Share your dilemmas and get honest opinions from other Mumsnetters.

AIBU? - Facial scar 1 year old daughter

50 replies

sre123 · 10/12/2024 18:38

I posted about this before.

My almost 1 year old daughter had come home with a nasty scratch from nursery in November.

Another child had scratched her.

I attached two pictures. One of the original scratch and one of the scar that she has on her face now :(

Apparently the child who scratched her is only a few months older than her.

I wrote an email to the nursery and complained about it.

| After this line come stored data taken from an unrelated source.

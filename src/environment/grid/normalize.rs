/*
Copyright 2022 Jakub Lewandowski

This file is part of Environmental Grid Resampler (EGR).

Environmental Grid Resampler (EGR) is a free software: you can redistribute it and/or modify
it under the terms of the GNU General Public License as published by
the Free Software Foundation; either version 3 of the License, or
(at your option) any later version.

Environmental Grid Resampler (EGR) is distributed in the hope that it will be useful,
but WITHOUT ANY WARRANTY; without even the implied warranty of
MERCHANTABILITY or FITNESS FOR A PARTICULAR PURPOSE. See the
GNU General Public License for more details.

You should have received a copy of the GNU General Public License
along with Environmental Grid Resampler (EGR). If not, see https://www.gnu.org/licenses/.
*/

//! Conversion of a raw payload into the canonical grid.
//!
//! Raw axes may be stored descending, as cell centres or
//! in the 0..360 longitude convention. All of that is
//! resolved here so that the resampler can rely on ascending
//! lower-left corners with positive steps.

use super::{transpose, CanonicalGrid, GridAxis};
use crate::environment::raster::{CoordinateConvention, RawAxis, RawGridPayload};
use crate::{errors::GridError, Float};
use float_cmp::approx_eq;
use log::{debug, warn};
use ndarray::{Array3, Axis};

/// Normalizes the payload into an immutable [`CanonicalGrid`].
pub fn normalize(payload: RawGridPayload) -> Result<CanonicalGrid, GridError> {
    let RawGridPayload {
        variable,
        lats,
        lons,
        times,
        shape,
        data,
        layout,
        missing_value,
        convention,
        units,
    } = payload;

    let mut data = transpose::to_canonical(data, &shape, layout)?;

    if data.dim().1 != lats.values.len() || data.dim().2 != lons.values.len() {
        return Err(GridError::Invariant(
            "data shape does not match axes lengths",
        ));
    }

    let (lat_values, lat_step, lat_inverted) = orient(lats, "latitude")?;
    if lat_inverted {
        debug!("Latitudes of {} are descending, inverting", variable);
        data.invert_axis(Axis(1));
    }

    let (lon_values, lon_step, lon_inverted) = orient(lons, "longitude")?;
    if lon_inverted {
        debug!("Longitudes of {} are descending, inverting", variable);
        data.invert_axis(Axis(2));
    }

    let lat_values = to_corners(lat_values, lat_step, convention);
    let lon_values = to_corners(lon_values, lon_step, convention);

    warn_non_uniform(&lat_values, lat_step, "latitude", &variable);
    warn_non_uniform(&lon_values, lon_step, "longitude", &variable);

    let (lon_values, data) = wrap_longitudes(lon_values, lon_step, data)?;

    CanonicalGrid::new(
        GridAxis {
            values: lat_values,
            step: lat_step,
        },
        GridAxis {
            values: lon_values,
            step: lon_step,
        },
        times,
        // invert_axis only flips strides, copy into standard layout
        data.as_standard_layout().into_owned(),
        missing_value,
        units,
    )
}

/// Makes the axis ascending.
///
/// Returns the axis values, the (positive) step and
/// whether the axis was inverted.
fn orient(axis: RawAxis, name: &'static str) -> Result<(Vec<Float>, Float, bool), GridError> {
    let RawAxis { mut values, spacing } = axis;

    if values.len() < 2 {
        let step = spacing
            .map(Float::abs)
            .filter(|s| s.is_finite() && *s > 0.0)
            .ok_or(GridError::AxisTooShort(name))?;

        return Ok((values, step, false));
    }

    if values[1] == values[0] {
        return Err(GridError::ZeroSpacing(name));
    }

    let inverted = values[1] < values[0];

    if inverted {
        values.reverse();
    }

    // mean spacing, so that rounding of single
    // coordinates does not accumulate along the axis
    let step = (values[values.len() - 1] - values[0]) / (values.len() - 1) as Float;

    if !(step.is_finite() && step > 0.0) {
        return Err(GridError::ZeroSpacing(name));
    }

    Ok((values, step, inverted))
}

/// Moves cell centres to lower-left corners.
fn to_corners(values: Vec<Float>, step: Float, convention: CoordinateConvention) -> Vec<Float> {
    match convention {
        CoordinateConvention::CellCorner => values,
        CoordinateConvention::CellCentre => values.into_iter().map(|v| v - step / 2.0).collect(),
    }
}

fn warn_non_uniform(values: &[Float], step: Float, name: &str, variable: &str) {
    let non_uniform = values
        .windows(2)
        .any(|w| !approx_eq!(Float, w[1] - w[0], step, epsilon = step * 1.0e-3));

    if non_uniform {
        warn!(
            "{} axis of {} is not uniformly spaced, assuming step {}",
            name, variable, step
        );
    }
}

/// Brings longitudes into `[-180, 180)`.
///
/// Out-of-range longitudes are shifted by 360 degrees and the
/// axis (together with data columns) is rotated so that it
/// starts with the minimum. The rotated axis must stay uniform,
/// which holds for global grids and for regional grids
/// not crossing the antimeridian.
fn wrap_longitudes(
    values: Vec<Float>,
    step: Float,
    data: Array3<Float>,
) -> Result<(Vec<Float>, Array3<Float>), GridError> {
    let in_range = |lon: &Float| (-180.0..180.0).contains(lon);

    if values.iter().all(in_range) {
        return Ok((values, data));
    }

    let wrapped: Vec<Float> = values
        .iter()
        .map(|&lon| {
            if lon >= 180.0 {
                lon - 360.0
            } else if lon < -180.0 {
                lon + 360.0
            } else {
                lon
            }
        })
        .collect();

    if !wrapped.iter().all(in_range) {
        return Err(GridError::LongitudeSeam);
    }

    let start = wrapped
        .iter()
        .enumerate()
        .min_by(|a, b| a.1.total_cmp(b.1))
        .map_or(0, |(idx, _)| idx);

    let order: Vec<usize> = (start..wrapped.len()).chain(0..start).collect();
    let rotated: Vec<Float> = order.iter().map(|&idx| wrapped[idx]).collect();

    if start > 0 {
        let seam = wrapped.len() - start;
        let gap = rotated[seam] - rotated[seam - 1];

        if !approx_eq!(Float, gap, step, epsilon = step * 1.0e-3) {
            return Err(GridError::LongitudeSeam);
        }
    }

    debug!(
        "Wrapped longitudes into [{}, {}]",
        rotated[0],
        rotated[rotated.len() - 1]
    );

    let data = data.select(Axis(2), &order);

    Ok((rotated, data))
}

#[cfg(test)]
mod tests {
    use super::*;
    use crate::environment::raster::AxisLayout;

    fn payload(
        lats: Vec<Float>,
        lons: Vec<Float>,
        data: Vec<Float>,
        convention: CoordinateConvention,
    ) -> RawGridPayload {
        let shape = vec![lats.len(), lons.len()];

        RawGridPayload {
            variable: "v".to_string(),
            lats: RawAxis::new(lats),
            lons: RawAxis::new(lons),
            times: vec![0],
            shape,
            data,
            layout: AxisLayout {
                lat: 0,
                lon: 1,
                time: None,
            },
            missing_value: -9999.0,
            convention,
            units: "K".to_string(),
        }
    }

    #[test]
    fn descending_latitudes_are_inverted() {
        // rows from north to south
        let raw = payload(
            vec![20.0, 10.0, 0.0],
            vec![0.0, 10.0],
            vec![1.0, 2.0, 3.0, 4.0, 5.0, 6.0],
            CoordinateConvention::CellCorner,
        );
        let grid = normalize(raw.clone()).unwrap();

        assert!(grid.lat_step() > 0.0);
        assert_eq!(grid.lats(), &[0.0, 10.0, 20.0]);

        let raw_data = ndarray::Array2::from_shape_vec((3, 2), raw.data).unwrap();
        for i in 0..3 {
            for j in 0..2 {
                assert_eq!(grid.slice(0)[[i, j]], raw_data[[2 - i, j]]);
            }
        }
    }

    #[test]
    fn descending_longitudes_are_inverted() {
        let raw = payload(
            vec![0.0, 10.0],
            vec![20.0, 10.0, 0.0],
            vec![1.0, 2.0, 3.0, 4.0, 5.0, 6.0],
            CoordinateConvention::CellCorner,
        );
        let grid = normalize(raw).unwrap();

        assert!(grid.lon_step() > 0.0);
        assert_eq!(grid.lons(), &[0.0, 10.0, 20.0]);
        assert_eq!(grid.slice(0).row(0).to_vec(), vec![3.0, 2.0, 1.0]);
        assert_eq!(grid.slice(0).row(1).to_vec(), vec![6.0, 5.0, 4.0]);
    }

    #[test]
    fn centres_become_corners() {
        let raw = payload(
            vec![0.5, 1.5],
            vec![10.25, 10.75],
            vec![0.0; 4],
            CoordinateConvention::CellCentre,
        );
        let grid = normalize(raw).unwrap();

        assert_eq!(grid.lats(), &[0.0, 1.0]);
        assert_eq!(grid.lons(), &[10.0, 10.5]);
        assert_eq!(grid.lat_min(), 0.0);
        assert_eq!(grid.lon_min(), 10.0);
    }

    #[test]
    fn descending_centres_become_ascending_corners() {
        let raw = payload(
            vec![1.5, 0.5],
            vec![0.5],
            vec![2.0, 1.0],
            CoordinateConvention::CellCentre,
        );
        let mut raw = raw;
        raw.lons.spacing = Some(1.0);
        let grid = normalize(raw).unwrap();

        assert_eq!(grid.lats(), &[0.0, 1.0]);
        assert_eq!(grid.lons(), &[0.0]);
        assert_eq!(grid.slice(0)[[0, 0]], 1.0);
        assert_eq!(grid.slice(0)[[1, 0]], 2.0);
    }

    #[test]
    fn zero_to_360_longitudes_are_wrapped() {
        let raw = payload(
            vec![0.0, 10.0],
            vec![0.0, 90.0, 180.0, 270.0],
            vec![1.0, 2.0, 3.0, 4.0, 5.0, 6.0, 7.0, 8.0],
            CoordinateConvention::CellCorner,
        );
        let grid = normalize(raw).unwrap();

        assert_eq!(grid.lons(), &[-180.0, -90.0, 0.0, 90.0]);
        assert_eq!(grid.lon_min(), -180.0);
        assert!(grid.lons().iter().all(|l| (-180.0..180.0).contains(l)));
        assert_eq!(grid.slice(0).row(0).to_vec(), vec![3.0, 4.0, 1.0, 2.0]);
        assert_eq!(grid.slice(0).row(1).to_vec(), vec![7.0, 8.0, 5.0, 6.0]);
    }

    #[test]
    fn wrapped_centres_of_global_grid() {
        let lons: Vec<Float> = (0..8).map(|i| 22.5 + 45.0 * i as Float).collect();
        let raw = payload(
            vec![0.0, 1.0],
            lons,
            (0..16).map(Float::from).collect(),
            CoordinateConvention::CellCentre,
        );
        let grid = normalize(raw).unwrap();

        assert_eq!(grid.lon_min(), -180.0);
        assert_eq!(grid.lons()[grid.num_lons() - 1], 135.0);
        assert_eq!(grid.slice(0)[[0, 0]], 4.0);
        assert_eq!(grid.slice(0)[[0, 4]], 0.0);
    }

    #[test]
    fn regional_grid_past_antimeridian_is_shifted() {
        let raw = payload(
            vec![0.0, 1.0],
            vec![200.0, 210.0],
            vec![1.0, 2.0, 3.0, 4.0],
            CoordinateConvention::CellCorner,
        );
        let grid = normalize(raw).unwrap();

        assert_eq!(grid.lons(), &[-160.0, -150.0]);
        assert_eq!(grid.slice(0).row(0).to_vec(), vec![1.0, 2.0]);
    }

    #[test]
    fn regional_grid_across_antimeridian_is_rejected() {
        let raw = payload(
            vec![0.0, 1.0],
            vec![170.0, 175.0, 180.0, 185.0],
            vec![0.0; 8],
            CoordinateConvention::CellCorner,
        );

        assert!(matches!(normalize(raw), Err(GridError::LongitudeSeam)));
    }

    #[test]
    fn step_spans_whole_axis() {
        // single precision coordinates promoted to double
        let lats: Vec<Float> = (0..50).map(|i| Float::from(i as f32 * 0.1f32)).collect();
        let raw = payload(
            lats.clone(),
            vec![0.0, 1.0],
            vec![0.0; 100],
            CoordinateConvention::CellCorner,
        );
        let grid = normalize(raw).unwrap();

        let last = grid.lats()[0] + 49.0 * grid.lat_step();
        assert!(approx_eq!(Float, last, lats[49], epsilon = 1.0e-12));
        assert!(approx_eq!(Float, grid.lat_step(), 0.1, epsilon = 1.0e-6));
    }

    #[test]
    fn single_value_axis_needs_spacing() {
        let raw = payload(
            vec![0.0],
            vec![0.0, 1.0],
            vec![0.0; 2],
            CoordinateConvention::CellCorner,
        );

        assert!(matches!(
            normalize(raw),
            Err(GridError::AxisTooShort("latitude"))
        ));
    }

    #[test]
    fn zero_spacing_is_rejected() {
        let raw = payload(
            vec![0.0, 0.0],
            vec![0.0, 1.0],
            vec![0.0; 4],
            CoordinateConvention::CellCorner,
        );

        assert!(matches!(
            normalize(raw),
            Err(GridError::ZeroSpacing("latitude"))
        ));
    }
}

The next day a manager spoke to me and she had lots of excuses. She said that my daughter was very confident and social because she had older siblings. Because of this she always wanted to be where the other children are and if she wanted a toy, she would just go for it. Basically implying that my daughters behaviour sometimes causes conflicts with other children. She said that my daughter is friends with the other child and that it happened very quickly "there was nothing we could have done to stop it".

Another manager assured me it wouldn't happen again. A week ago my daughter came home with a small injury on her finger as she was bitten by another child.

I asked if it was the same child again. The manager said they can't tell me as they can't disclose anything about the other children. I replied that the information is relevant as I asked the nursery to keep this child away from my daughter.

I know that the staff can't prevent everything and that some scuffles are normal, but I'm just so upset and angry when I look at her little face and her scar.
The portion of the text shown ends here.